Related issue: https://github.com/BradLarson/GPUImage2/pull/84
For anyone looking to debug future framebuffer overelease warnings you can replace the lock() and unlock() functions with the following functions and then set a breakpoint on the warning and inspect the contents of the call stack history / retain count history variables in your debugger.
Fixed BasicOperation renderFrameBuffer not being locked. This resolves issues where many still images would be generated with prior operations, or combinations of prior operations or black frames would be produced.
When transmitPreviousImage() locks the renderFramebuffer, it becomes a candidate for the frame buffer cache in the future, which opens the possibility of it being written to when it is then unlocked and added to the cache. After it gets unlocked, the BasicOperation still has a reference to that renderFramebuffer and may then try to forward it again in the future. The BasicOperation should lock the framebuffer right after it is created, and unlock the framebuffer when the BasicOperation deinitializes since that framebuffer can be forwarded at any point in the BasicOperations lifetime.
I was unable to lock the framebuffer after it was created without issues, so for now I have disabled transmitPreviousImage() on BasicOperation which is not critical functionality.
If people need to change their pipeline on demand without changing the PictureInput, for now they should call processImage() again on the PictureInput to forward the framebuffer up their new pipeline.

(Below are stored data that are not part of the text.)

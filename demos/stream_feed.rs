//! Streaming feed example
//!
//! Opens a stream against a Fluidinfo instance and prints every record until
//! Ctrl-C, then stops the session and drains what was already buffered.
//!
//! Run with:
//!   FLUIDINFO_USER=alice FLUIDINFO_PASSWORD=secret \
//!     cargo run --example stream_feed -- /records/feed

use anyhow::Context;
use fluidinfo_stream::{ClientConfig, Credentials, FluidinfoClient, StreamRequest};

#[tokio::main]
async fn main() -> anyhow::Result<()> {
    tracing_subscriber::fmt()
        .with_max_level(tracing::Level::INFO)
        .init();

    let path = std::env::args().nth(1).unwrap_or_else(|| "/records/feed".to_string());
    let user = std::env::var("FLUIDINFO_USER").context("FLUIDINFO_USER not set")?;
    let password = std::env::var("FLUIDINFO_PASSWORD").context("FLUIDINFO_PASSWORD not set")?;

    let mut config = ClientConfig::new(Credentials::new(user, password));
    if let Ok(base_url) = std::env::var("FLUIDINFO_URL") {
        config.base_url = base_url;
    }

    let client = FluidinfoClient::new(config);
    let metadata = client
        .start_stream(StreamRequest::get(path.as_str()))
        .await
        .with_context(|| format!("opening stream {}", path))?;
    println!("Streaming {} (status {})", path, metadata.status);

    let records = client.records();
    loop {
        tokio::select! {
            envelope = records.recv() => {
                let Some(envelope) = envelope else { break };
                let record = envelope.record();
                let tags: Vec<&str> = record.tags().keys().map(String::as_str).collect();
                println!("{}  tags={:?}", record.id(), tags);
            }
            _ = tokio::signal::ctrl_c() => {
                println!("\nStopping...");
                break;
            }
        }
    }

    client.stop();
    client.close_records().await;
    while let Some(envelope) = records.recv().await {
        println!("{}  (buffered)", envelope.record().id());
    }

    let diagnostics = client.diagnostics();
    println!(
        "delivered={} reconnects={} malformed={}",
        diagnostics.records_delivered, diagnostics.reconnects, diagnostics.malformed_records
    );
    Ok(())
}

Related issue: https://github.com/BradLarson/GPUImage2/issues/120
Fixed PictureInput imageFramebuffer not being locked. This issue was identical to the above BasicOperation issue but in this case I was able to successfully lock the framebuffer for a permanent fix.
Added throw support to PictureInput init() and handle occasional case for when image.dataProvider would come back nil causing a crash.
Fixed PictureOutput warning
CGImageCreate: invalid image alphaInfo: kCGImageAlphaNone. It should be kCGImageAlphaNoneSkipLast
. CGImageAlphaInfo.none was being used instead of CGImageAlphaInfo.lastAdded open access level to BasicOperation to allow people to subclass it for their own operations.
Added a warning on the FramebufferCache if it grows uncontrollably.
Fixed RenderView background thread warning, fixed drawable properties (pr #125) and make the RenderView more forgiving if display buffer creation fails.
Added support for RenderView resizing and added warning for when the view is too large.